Vibrational circular dichroism spectra of proteins in the amide III region: measurement and correlation of bandshape to secondary structure.

Vibrational circular dichroism (VCD) spectra have been measured for 23 globular proteins dissolved in H2O/phosphate buffer over the 1400 to 1100 cm(-1) region which encompasses the amide III mode. Spectral responses characteristic of the dominant secondary structure type were found as broad features at approximately 1300 cm(-1), with the extreme forms having positive VCD for highly helical proteins and negative VCD for highly sheet-containing proteins. Quantitative correlation with secondary structure was carried out using previously developed factor analysis and restricted multiple regression (FA/RMR) techniques. Since the absorbance intensity of the amide III mode is difficult to determine due to overlap with other transitions, an alternative, absolute intensity-independent, simple structural analysis method was used.
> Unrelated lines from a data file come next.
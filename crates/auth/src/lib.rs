//! `warden-auth`: token issuance/verification and authorization policy.
//!
//! This crate is intentionally decoupled from HTTP and storage.

pub mod claims;
pub mod identity;
pub mod password;
pub mod policy;
pub mod roles;
pub mod rules;
pub mod token;

pub use claims::{AccessClaims, RefreshClaims, TokenValidationError, validate_window};
pub use identity::Identity;
pub use password::{PasswordError, PasswordHasher};
pub use policy::{AuthzError, Requirement, RoutePolicy, RouteRule, authorize, authorize_owner};
pub use roles::{Role, UnknownRole};
pub use token::{AccessTokenVerifier, TokenCodec, TokenError};
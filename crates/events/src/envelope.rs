use chrono::{DateTime, Utc};
use serde::{Deserialize, Serialize};
use uuid::Uuid;

/// Wire envelope for an integration event.
///
/// `event_id` is unique per publication so consumers can drop duplicates;
/// `payload` is the event body.
#[derive(Debug, Clone, PartialEq, Eq, Serialize, Deserialize)]
pub struct EventEnvelope<E> {
    event_id: Uuid,
    event_type: String,
    occurred_at: DateTime<Utc>,
    payload: E,
}

impl<E> EventEnvelope<E> {
    pub fn new(event_type: impl Into<String>, occurred_at: DateTime<Utc>, payload: E) -> Self {
        Self {
            event_id: Uuid::now_v7(),
            event_type: event_type.into(),
            occurred_at,
            payload,
        }
    }

    pub fn event_id(&self) -> Uuid {
        self.event_id
    }

    pub fn event_type(&self) -> &str {
        &self.event_type
    }

    pub fn occurred_at(&self) -> DateTime<Utc> {
        self.occurred_at
    }

    pub fn payload(&self) -> &E {
        &self.payload
    }

    pub fn into_payload(self) -> E {
        self.payload
    }
}
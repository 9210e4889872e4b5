//! Field-level validation results.
//!
//! Validators push one [`Violation`] per failed rule; callers decide whether
//! the collected set is fatal. The rendered form (`field: message` joined with
//! `"; "`) is what clients see in 400 responses.

use serde::Serialize;

/// A single failed rule on a named field.
#[derive(Debug, Clone, PartialEq, Eq, Serialize)]
pub struct Violation {
    pub field: String,
    pub message: String,
}

impl core::fmt::Display for Violation {
    fn fmt(&self, f: &mut core::fmt::Formatter<'_>) -> core::fmt::Result {
        write!(f, "{}: {}", self.field, self.message)
    }
}

/// Ordered collection of violations.
#[derive(Debug, Clone, Default, PartialEq, Eq, Serialize)]
#[serde(transparent)]
pub struct Violations(Vec<Violation>);

impl Violations {
    pub fn new() -> Self {
        Self::default()
    }

    /// Violations holding a single entry.
    pub fn single(field: impl Into<String>, message: impl Into<String>) -> Self {
        let mut v = Self::new();
        v.push(field, message);
        v
    }

    pub fn push(&mut self, field: impl Into<String>, message: impl Into<String>) {
        self.0.push(Violation {
            field: field.into(),
            message: message.into(),
        });
    }

    pub fn extend(&mut self, other: Violations) {
        self.0.extend(other.0);
    }

    pub fn is_empty(&self) -> bool {
        self.0.is_empty()
    }

    pub fn len(&self) -> usize {
        self.0.len()
    }

    pub fn iter(&self) -> impl Iterator<Item = &Violation> {
        self.0.iter()
    }

    /// `Ok(())` when nothing was collected, otherwise `Err(self)`.
    pub fn into_result(self) -> Result<(), Violations> {
        if self.is_empty() { Ok(()) } else { Err(self) }
    }
}

impl core::fmt::Display for Violations {
    fn fmt(&self, f: &mut core::fmt::Formatter<'_>) -> core::fmt::Result {
        for (idx, v) in self.0.iter().enumerate() {
            if idx > 0 {
                f.write_str("; ")?;
            }
            write!(f, "{v}")?;
        }
        Ok(())
    }
}

#[cfg(test)]
mod tests {
    use super::*;

    #[test]
    fn renders_violations_joined_with_semicolons() {
        let mut v = Violations::new();
        v.push("username", "This username is already taken!");
        v.push("email", "This email is already taken!");

        assert_eq!(
            v.to_string(),
            "username: This username is already taken!; email: This email is already taken!"
        );
    }

    #[test]
    fn empty_collection_is_ok() {
        assert!(Violations::new().into_result().is_ok());
        assert!(Violations::single("code", "bad").into_result().is_err());
    }
}
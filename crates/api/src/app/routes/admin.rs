//! Administration endpoints.

use std::sync::Arc;

use axum::Json;
use axum::extract::{Extension, Path};
use axum::response::Response;

use warden_core::UserId;

use crate::app::dto::{ApiJson, CodeRequest, PersonResponse, UserStats};
use crate::app::errors::ApiError;
use crate::app::routes::auth::logged_out_response;
use crate::app::services::AppServices;
use crate::context::CurrentIdentity;

/// Promote the caller to ADMIN; the caller is logged out and must sign in again.
pub async fn promote(
    Extension(services): Extension<Arc<AppServices>>,
    identity: CurrentIdentity,
    ApiJson(body): ApiJson<CodeRequest>,
) -> Result<Response, ApiError> {
    services.accounts.promote(identity.user_id(), &body.code).await?;
    logged_out_response()
}

pub async fn all_users(Extension(services): Extension<Arc<AppServices>>) -> Result<Json<Vec<PersonResponse>>, ApiError> {
    let accounts = services.accounts.list().await?;
    Ok(Json(accounts.into_iter().map(PersonResponse::from).collect()))
}

pub async fn stats(Extension(services): Extension<Arc<AppServices>>) -> Result<Json<Vec<UserStats>>, ApiError> {
    let accounts = services.accounts.list().await?;
    Ok(Json(accounts.into_iter().map(UserStats::from).collect()))
}

pub async fn delete_user(
    Extension(services): Extension<Arc<AppServices>>,
    identity: CurrentIdentity,
    Path(id): Path<String>,
) -> Result<String, ApiError> {
    let id: UserId = id.parse()?;
    services.accounts.delete(&identity, id).await?;
    Ok(format!("User with ID {id} was deleted by admin"))
}
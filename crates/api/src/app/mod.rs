//! HTTP API application wiring (Axum router + service wiring).
//!
//! - `services.rs`: composition root (stores, codec, services)
//! - `routes/`: HTTP handlers, one file per area, plus the route table
//! - `dto.rs`: request/response DTOs
//! - `errors.rs`: `ApiError` and the uniform error body

use std::any::Any;
use std::sync::Arc;

use axum::response::{IntoResponse, Response};
use axum::{Extension, Router};
use tower::ServiceBuilder;
use tower_http::catch_panic::CatchPanicLayer;
use tower_http::trace::TraceLayer;

use warden_auth::AccessTokenVerifier;

use crate::middleware;

pub mod dto;
pub mod errors;
pub mod routes;
pub mod services;

use errors::ApiError;
use services::AppServices;

/// Build the full HTTP router (public entrypoint used by `main.rs` and tests).
///
/// Request flow, outermost first: trace, authenticate, render errors, catch
/// panics, route, authorize, handler.
pub fn build_app(services: Arc<AppServices>) -> Router {
    let tokens: Arc<dyn AccessTokenVerifier> = services.tokens.clone();
    let auth_state = middleware::AuthState { tokens };
    let policy = Arc::new(routes::policy());

    routes::router()
        .route_layer(axum::middleware::from_fn_with_state(policy, middleware::authorize))
        .fallback(routes::system::fallback)
        .layer(
            ServiceBuilder::new()
                .layer(TraceLayer::new_for_http())
                .layer(axum::middleware::from_fn_with_state(
                    auth_state,
                    middleware::authenticate,
                ))
                .layer(axum::middleware::from_fn(middleware::render_errors))
                .layer(CatchPanicLayer::custom(panic_response))
                .layer(Extension(services)),
        )
}

fn panic_response(panic: Box<dyn Any + Send + 'static>) -> Response {
    let detail = if let Some(s) = panic.downcast_ref::<String>() {
        s.clone()
    } else if let Some(s) = panic.downcast_ref::<&str>() {
        s.to_string()
    } else {
        "unknown panic payload".to_string()
    };
    ApiError::Internal(format!("handler panicked: {detail}")).into_response()
}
A linear regression was developed between the fractional components of secondary structure for the protein set and the overlap integrals of the normalized spectra from the set with that of a selected protein. The results of this simple method are quite comparable to those of the FA/ RMR approach for analysis with amide III VCD. On the other hand, test calculations with the new method when used with electronic CD spectra are not as good as FA/RMR due to its more intensity-dependent relationship with secondary structure.